Pheochromocytoma crisis
Pheochromocytoma crisis, which can be fatal, has been reported after administration of systemic corticosteroids. Corticosteroids should only be administered to patients with suspected or identified pheochromocytoma after an appropriate risk/benefit evaluation.
Special precautions
Particular care is required when considering the use of systemic corticosteroids in patients with the following conditions and frequent patient monitoring is necessary:
a. Osteoporosis (post-menopausal females are particularly at risk)
b. Hypertension or congestive heart failure
c. Existing or previous history of severe affective disorders (especially previous steroid psychosis)
d. Diabetes mellitus (or a family history of diabetes)
e. History of tuberculosis, since glucocorticoids may induce reactivation
f.

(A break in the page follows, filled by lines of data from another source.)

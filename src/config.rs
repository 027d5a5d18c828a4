//! Resolved, validated pipeline configuration.
//!
//! All options are gathered into a single immutable [`IngestConfig`] value
//! handed to each component at construction; nothing reads the environment
//! after startup. Credentials are resolved here and validation fails fast
//! with an error naming the missing field.
//!
//! Static enumerations live here too: the supported [`Language`] tags with
//! their extension mapping and group emission order, repository types,
//! priorities, skip directories, and the ordered business-domain patterns.

use std::collections::BTreeMap;
use std::path::PathBuf;

use serde::{Deserialize, Serialize};

use crate::collections::CollectionMap;
use crate::error::IngestError;

/// Supported language tags.
///
/// `ALL` fixes the order in which language groups are emitted by the file
/// processor, which in turn is what makes checkpoint resume deterministic.
#[derive(Debug, Clone, Copy, PartialEq, Eq, PartialOrd, Ord, Hash, Serialize, Deserialize)]
#[serde(rename_all = "lowercase")]
pub enum Language {
    Rust,
    TypeScript,
    Tsx,
    JavaScript,
    Jsx,
    Solidity,
    #[serde(rename = "documentation", alias = "markdown")]
    Documentation,
    Yaml,
    Cicd,
    Terraform,
}

impl Language {
    /// Group emission order for the file processor.
    pub const ALL: [Language; 10] = [
        Language::Rust,
        Language::TypeScript,
        Language::Tsx,
        Language::JavaScript,
        Language::Jsx,
        Language::Solidity,
        Language::Documentation,
        Language::Yaml,
        Language::Cicd,
        Language::Terraform,
    ];

    pub fn as_str(&self) -> &'static str {
        match self {
            Language::Rust => "rust",
            Language::TypeScript => "typescript",
            Language::Tsx => "tsx",
            Language::JavaScript => "javascript",
            Language::Jsx => "jsx",
            Language::Solidity => "solidity",
            Language::Documentation => "documentation",
            Language::Yaml => "yaml",
            Language::Cicd => "cicd",
            Language::Terraform => "terraform",
        }
    }

    pub fn parse(tag: &str) -> Option<Language> {
        match tag {
            "rust" => Some(Language::Rust),
            "typescript" => Some(Language::TypeScript),
            "tsx" => Some(Language::Tsx),
            "javascript" => Some(Language::JavaScript),
            "jsx" => Some(Language::Jsx),
            "solidity" => Some(Language::Solidity),
            "documentation" | "markdown" => Some(Language::Documentation),
            "yaml" | "helm" => Some(Language::Yaml),
            "cicd" => Some(Language::Cicd),
            "terraform" => Some(Language::Terraform),
            _ => None,
        }
    }

    /// Map a file extension to its language tag.
    ///
    /// CI/CD workflow files share YAML extensions and are reclassified by
    /// path in the file processor, not here.
    pub fn from_extension(ext: &str) -> Option<Language> {
        match ext {
            "rs" => Some(Language::Rust),
            "ts" => Some(Language::TypeScript),
            "tsx" => Some(Language::Tsx),
            "js" | "mjs" | "cjs" => Some(Language::JavaScript),
            "jsx" => Some(Language::Jsx),
            "sol" => Some(Language::Solidity),
            "md" | "markdown" => Some(Language::Documentation),
            "yaml" | "yml" => Some(Language::Yaml),
            "tf" | "tfvars" => Some(Language::Terraform),
            _ => None,
        }
    }
}

impl std::fmt::Display for Language {
    fn fmt(&self, f: &mut std::fmt::Formatter<'_>) -> std::fmt::Result {
        f.write_str(self.as_str())
    }
}

/// Repository type classification, used for service-collection routing.
#[derive(Debug, Clone, Copy, PartialEq, Eq, Serialize, Deserialize)]
#[serde(rename_all = "snake_case")]
pub enum RepoType {
    Frontend,
    Backend,
    Middleware,
    McpServer,
    Infrastructure,
    Tool,
    Documentation,
}

impl RepoType {
    pub fn as_str(&self) -> &'static str {
        match self {
            RepoType::Frontend => "frontend",
            RepoType::Backend => "backend",
            RepoType::Middleware => "middleware",
            RepoType::McpServer => "mcp_server",
            RepoType::Infrastructure => "infrastructure",
            RepoType::Tool => "tool",
            RepoType::Documentation => "documentation",
        }
    }
}

/// Repository priority class. Ordering is high > medium > low.
#[derive(Debug, Clone, Copy, PartialEq, Eq, Default, Serialize, Deserialize)]
#[serde(rename_all = "lowercase")]
pub enum Priority {
    High,
    #[default]
    Medium,
    Low,
}

impl Priority {
    pub fn parse(s: &str) -> Option<Priority> {
        match s {
            "high" => Some(Priority::High),
            "medium" => Some(Priority::Medium),
            "low" => Some(Priority::Low),
            _ => None,
        }
    }

    /// Rank for threshold filtering; lower rank means higher priority.
    pub fn rank(&self) -> u8 {
        match self {
            Priority::High => 0,
            Priority::Medium => 1,
            Priority::Low => 2,
        }
    }
}

/// One ordered business-domain pattern entry.
///
/// Classification is first-match-wins over this list in declaration order,
/// so the list type matters: a map would lose the ordering.
#[derive(Debug, Clone, Serialize, Deserialize)]
pub struct DomainPattern {
    pub domain: String,
    pub keywords: Vec<String>,
}

/// Default domain patterns, in the fixed iteration order used by the
/// classifier.
pub fn default_domain_patterns() -> Vec<DomainPattern> {
    let entries: [(&str, &[&str]); 7] = [
        (
            "finance",
            &[
                "balance",
                "transaction",
                "payment",
                "credit",
                "loan",
                "pool",
                "financial",
            ],
        ),
        (
            "auth",
            &["auth", "login", "session", "magic_link", "token", "verification"],
        ),
        (
            "ui",
            &["component", "modal", "form", "button", "layout", "page", "view"],
        ),
        (
            "contracts",
            &["contract", "solidity", "ethereum", "blockchain", "verifier"],
        ),
        (
            "trading",
            &["trading", "marketplace", "deal", "investment", "portfolio"],
        ),
        (
            "kyc",
            &["kyc", "identity", "verification", "compliance", "investor"],
        ),
        ("notifications", &["notification", "email", "alert", "message"]),
    ];
    entries
        .iter()
        .map(|(domain, keywords)| DomainPattern {
            domain: (*domain).to_string(),
            keywords: keywords.iter().map(|k| (*k).to_string()).collect(),
        })
        .collect()
}

/// Directory names excluded during the repository walk, at any depth.
pub fn default_skip_dirs() -> Vec<String> {
    [
        "target",
        ".git",
        "node_modules",
        "__pycache__",
        ".pytest_cache",
        "dist",
        "build",
        "public",
    ]
    .iter()
    .map(|s| (*s).to_string())
    .collect()
}

/// Checkpoint cadence for a language group.
#[derive(Debug, Clone, Copy, PartialEq, Eq, Serialize, Deserialize)]
#[serde(rename_all = "snake_case")]
pub enum CheckpointCadence {
    /// Save after every N fully persisted files.
    EveryFiles(usize),
    /// Save after every completed batch.
    EveryBatch,
}

/// Embedding service settings.
#[derive(Debug, Clone)]
pub struct EmbeddingConfig {
    /// Base URL; the client appends `/embeddings`.
    pub base_url: String,
    /// Bearer token, resolved from `EMBEDDING_API_KEY`.
    pub api_key: String,
    /// Model name sent in every request.
    pub model: String,
    /// Expected vector dimension D.
    pub dimension: usize,
    /// Per-request timeout in seconds.
    pub timeout_secs: u64,
    /// Warmup probe timeout in seconds.
    pub warmup_timeout_secs: u64,
}

/// Vector backend selector (`VECTOR_BACKEND` env var).
#[derive(Debug, Clone, Copy, PartialEq, Eq, Default)]
pub enum BackendKind {
    /// Remote managed store (Qdrant).
    Managed,
    /// Local self-hosted store (SurrealDB).
    #[default]
    Local,
}

/// The single immutable configuration value shared by all components.
#[derive(Debug, Clone)]
pub struct IngestConfig {
    /// Base directory under which repository checkouts live.
    pub repos_base_dir: PathBuf,
    /// Embedding service settings.
    pub embedding: EmbeddingConfig,
    /// Which vector backend to construct.
    pub backend: BackendKind,
    /// Chunks per embedding request.
    pub batch_size: usize,
    /// Maximum concurrent embedding requests (process-wide).
    pub rate_limit: usize,
    /// Retry budget for transient embedding failures.
    pub max_retries: usize,
    /// Files larger than this many bytes are skipped.
    pub max_file_size: u64,
    /// Directory names excluded at any depth.
    pub skip_dirs: Vec<String>,
    /// Additional exclude globs applied to repo-relative paths.
    pub exclude_globs: Vec<String>,
    /// Ordered business-domain patterns; first match wins.
    pub domain_patterns: Vec<DomainPattern>,
    /// Checkpoint file location.
    pub checkpoint_path: PathBuf,
    /// Per-language checkpoint cadence overrides.
    pub checkpoint_cadence: BTreeMap<Language, CheckpointCadence>,
    /// Default cadence when no override exists.
    pub default_cadence: CheckpointCadence,
    /// Collection name resolution (language / service / concern).
    pub collections: CollectionMap,
}

impl IngestConfig {
    /// Build a config from collection mappings plus environment credentials.
    ///
    /// Does not validate; call [`IngestConfig::validate`] before handing the
    /// value to the pipeline.
    pub fn new(collections: CollectionMap) -> Self {
        let backend = match std::env::var("VECTOR_BACKEND").as_deref() {
            Ok("managed") => BackendKind::Managed,
            _ => BackendKind::Local,
        };
        let base_url = std::env::var("EMBEDDING_BASE_URL")
            .unwrap_or_else(|_| "https://api.openai.com/v1".to_string());
        let api_key = std::env::var("EMBEDDING_API_KEY").unwrap_or_default();
        let model = std::env::var("EMBEDDING_MODEL")
            .unwrap_or_else(|_| "Qwen/Qwen3-Embedding-8B".to_string());

        // Solidity chunks arrive in file batches, so its progress is durable
        // per batch rather than per file count.
        let mut cadence = BTreeMap::new();
        cadence.insert(Language::Solidity, CheckpointCadence::EveryBatch);

        Self {
            repos_base_dir: PathBuf::from("./repos"),
            embedding: EmbeddingConfig {
                base_url,
                api_key,
                model,
                dimension: 4096,
                timeout_secs: 120,
                warmup_timeout_secs: 60,
            },
            backend,
            batch_size: 50,
            rate_limit: 4,
            max_retries: 3,
            max_file_size: 500_000,
            skip_dirs: default_skip_dirs(),
            exclude_globs: Vec::new(),
            domain_patterns: default_domain_patterns(),
            checkpoint_path: PathBuf::from("./ingestion_checkpoint.json"),
            checkpoint_cadence: cadence,
            default_cadence: CheckpointCadence::EveryFiles(10),
            collections,
        }
    }

    /// Checkpoint cadence for a language.
    pub fn cadence_for(&self, language: Language) -> CheckpointCadence {
        self.checkpoint_cadence
            .get(&language)
            .copied()
            .unwrap_or(self.default_cadence)
    }

    /// Validate credentials and numeric bounds, naming the offending field.
    pub fn validate(&self) -> Result<(), IngestError> {
        if self.embedding.api_key.trim().is_empty() {
            return Err(IngestError::config(
                "EMBEDDING_API_KEY",
                "environment variable not set",
            ));
        }
        if self.embedding.dimension == 0 {
            return Err(IngestError::config("embedding.dimension", "must be > 0"));
        }
        if self.batch_size == 0 {
            return Err(IngestError::config("batch_size", "must be > 0"));
        }
        if self.rate_limit == 0 {
            return Err(IngestError::config("rate_limit", "must be > 0"));
        }
        match self.backend {
            BackendKind::Managed => {
                if std::env::var("QDRANT_URL").unwrap_or_default().is_empty() {
                    return Err(IngestError::config(
                        "QDRANT_URL",
                        "required for the managed backend",
                    ));
                }
                if std::env::var("QDRANT_API_KEY").unwrap_or_default().is_empty() {
                    return Err(IngestError::config(
                        "QDRANT_API_KEY",
                        "required for the managed backend",
                    ));
                }
            }
            BackendKind::Local => {
                // SURREALDB_* all have workable localhost defaults.
            }
        }
        for language in Language::ALL {
            if self.collections.language_collection(language).is_none() {
                return Err(IngestError::config(
                    "collections.language_collections",
                    format!("no collection mapped for language `{language}`"),
                ));
            }
        }
        Ok(())
    }
}

#[cfg(test)]
mod tests {
    use super::*;
    use crate::collections::CollectionMap;

    #[test]
    fn extension_mapping_covers_the_supported_set() {
        assert_eq!(Language::from_extension("rs"), Some(Language::Rust));
        assert_eq!(Language::from_extension("tsx"), Some(Language::Tsx));
        assert_eq!(Language::from_extension("sol"), Some(Language::Solidity));
        assert_eq!(Language::from_extension("md"), Some(Language::Documentation));
        assert_eq!(Language::from_extension("yml"), Some(Language::Yaml));
        assert_eq!(Language::from_extension("tfvars"), Some(Language::Terraform));
        assert_eq!(Language::from_extension("exe"), None);
    }

    #[test]
    fn domain_patterns_keep_declaration_order() {
        let patterns = default_domain_patterns();
        assert_eq!(patterns[0].domain, "finance");
        assert_eq!(patterns[1].domain, "auth");
        assert_eq!(patterns.last().unwrap().domain, "notifications");
    }

    #[test]
    fn priority_ranks_order_high_first() {
        assert!(Priority::High.rank() < Priority::Medium.rank());
        assert!(Priority::Medium.rank() < Priority::Low.rank());
    }

    #[test]
    fn missing_api_key_names_the_field() {
        let mut config = IngestConfig::new(CollectionMap::default_map());
        config.embedding.api_key = String::new();
        let err = config.validate().unwrap_err();
        assert!(err.to_string().contains("EMBEDDING_API_KEY"));
    }

    #[test]
    fn solidity_checkpoints_every_batch() {
        let config = IngestConfig::new(CollectionMap::default_map());
        assert_eq!(
            config.cadence_for(Language::Solidity),
            CheckpointCadence::EveryBatch
        );
        assert_eq!(
            config.cadence_for(Language::Rust),
            CheckpointCadence::EveryFiles(10)
        );
    }
}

Glaucoma (or a family history of glaucoma)
g. Previous corticosteroid-induced myopathy
h. Liver failure
i. Renal insufficiency
j. Epilepsy
k. Gastro-intestinal ulceration
l. Migraine
m. Certain parasitic infestations in particular amoebiasis
n. Incomplete statural growth since glucocorticoids on prolonged administration may accelerate epiphyseal closure
o. Patients with Cushing's syndrome
In the treatment of conditions such as tendinitis or tenosynovitis care should be taken to inject into the space between the tendon sheath and the tendon as cases of ruptured tendon have been reported.
Paediatric population
Corticosteroids cause dose-related growth retardation in infancy, childhood and adolescence, which may be irreversible.
Dexamethasone has been used 'off label' to treat and prevent chronic lung disease in preterm infants. Clinical trials have shown a short term benefit in reducing ventilator dependence but no long term benefit in reducing time to discharge, the incidence of chronic lung disease or mortality. Recent trials have suggested an association between the use of dexamethasone in preterm infants and the development of cerebral palsy. In view of this possible safety concern, an assessment of the risk/benefit ratio should be made on an individual patient basis.
Use in the Elderly
The common adverse effects of systemic corticosteroids may be associated with more serious consequences in old age, especially osteoporosis, hypertension, hypokalaemia, diabetes, susceptibility to infection and thinning of the skin. Close clinical supervision is required to avoid life-threatening reactions.
This medicinal product contains less than 1 mmol sodium (23 mg) per dose, i.e. essentially 'sodium- free'.